2
votes

I've set up Laravel (5.5) queuing with Beanstalkd, and I'm using Supervisor. Laravel docs mention the following:

By pushing jobs to different queues, you may "categorize" your queued jobs and even prioritize how many workers you assign to various queues.

but it's never mentioned how to do that. If I have 2 queues on my beanstalkd connection, and I do the following:

php artisan queue:work beanstalkd --queue=high,low

That will always process ALL of the jobs from high before it processes anything from low, if I'm understanding the docs correctly:

To start a worker that verifies that all of the high queue jobs are processed before continuing to any jobs on the low queue, pass a comma-delimited list of queue names to the work command

Let's say my queues are called apprequests and emails. How would I go about adding 1 dedicated worker for emails queue which won't care about the apprequests queue, and then 4 workers for the apprequests queue?

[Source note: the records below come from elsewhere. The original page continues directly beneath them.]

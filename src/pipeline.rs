use std::collections::HashSet;

use tracing::{debug, info};

use crate::{
    embedding::Embedder,
    error::{Error, Result, Stage},
    generation::Generator,
    model::{Query, ScoredItem},
    refiner::Refiner,
    vector_index::VectorIndex,
};

/// Retrieval followed by refinement.
#[derive(Debug)]
pub struct Recommender<E, G> {
    index: VectorIndex<E>,
    refiner: Refiner<G>,
    max_candidates: usize,
}

impl<E: Embedder, G: Generator> Recommender<E, G> {
    pub fn new(index: VectorIndex<E>, refiner: Refiner<G>, max_candidates: usize) -> Self {
        Self {
            index,
            refiner,
            max_candidates,
        }
    }

    pub fn index(&self) -> &VectorIndex<E> {
        &self.index
    }

    pub fn refiner(&self) -> &Refiner<G> {
        &self.refiner
    }

    /// How many candidates retrieval fetches for a request of `top_k`.
    ///
    /// Twice `top_k`, so that refinement keeping half lands back on `top_k`.
    pub fn candidate_count(&self, top_k: usize) -> usize {
        self.max_candidates.min(top_k.saturating_mul(2))
    }

    /// Full recommendation: retrieve candidates, refine them, and return
    /// the survivors best first.
    pub async fn recommend(&self, query: &Query) -> Result<Vec<ScoredItem>> {
        let candidates = self.retrieve(query).await?;
        let total = candidates.len();
        let arena: HashSet<String> = candidates.iter().map(|c| c.url().to_string()).collect();

        let mut refined = self.refiner.refine(&query.text, candidates).await;
        check_refined(&refined, &arena, total)
            .map_err(|e| Error::pipeline(Stage::Refinement, e))?;

        sort_by_score(&mut refined);
        info!(candidates = total, returned = refined.len(), "recommendation served");
        Ok(refined)
    }

    /// Retrieval only, best first.
    pub async fn retrieve(&self, query: &Query) -> Result<Vec<ScoredItem>> {
        query.validate()?;
        let k = self.candidate_count(query.top_k);
        let candidates = self
            .index
            .search(&query.text, k)
            .await
            .map_err(|e| Error::pipeline(Stage::Retrieval, e))?;
        debug!(k, found = candidates.len(), "retrieved candidates");
        Ok(candidates)
    }
}

fn check_refined(refined: &[ScoredItem], arena: &HashSet<String>, total: usize) -> Result<()> {
    let limit = total / 2;
    if refined.len() > limit {
        return Err(Error::ResponseParse(format!(
            "refiner returned {} items, limit is {limit}",
            refined.len()
        )));
    }
    for item in refined {
        if !arena.contains(item.url()) {
            return Err(Error::ResponseParse(format!(
                "refiner returned unknown url {}",
                item.url()
            )));
        }
        if !(0.0..=1.0).contains(&item.score) {
            return Err(Error::ResponseParse(format!(
                "refiner returned score {} for {}",
                item.score,
                item.url()
            )));
        }
    }
    Ok(())
}

/// Stable sort, best first.
fn sort_by_score(items: &mut [ScoredItem]) {
    items.sort_by(|a, b| {
        b.score
            .partial_cmp(&a.score)
            .unwrap_or(std::cmp::Ordering::Equal)
    });
}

Here's my Supervisor laravel_worker.conf config:

[program:laravel-worker]
process_name=%(program_name)s_%(process_num)02d
command=php /var/www/my_app/artisan queue:work beanstalkd --queue=apprequests --timeout=330
autostart=true
autorestart=true
user=root
numprocs=4
redirect_stderr=true
stdout_logfile=/var/www/my_app/worker.log

Am I right to assume that I can just add another Supevisor config, for example laravel_email_worker.conf, with this command - command=php /var/www/my_app/artisan queue:work beanstalkd --queue=emails --timeout=30 and set numprocs to 1, and that should dedicate 1 worker to my emails queue which will process jobs from that queue regardless of the apprequests queue, or am I going all wrong about this?

1

1 Answers

2
votes

Yes, you can do as you wrote. You can set up one process that will look at email queue jobs and 4 processed that will look at apprequests queue.

But you might be also interested in Laravel Horizon that uses Redis as queue driver and can be set up to auto balance queue to increase number of workers for certain queues depending on current load.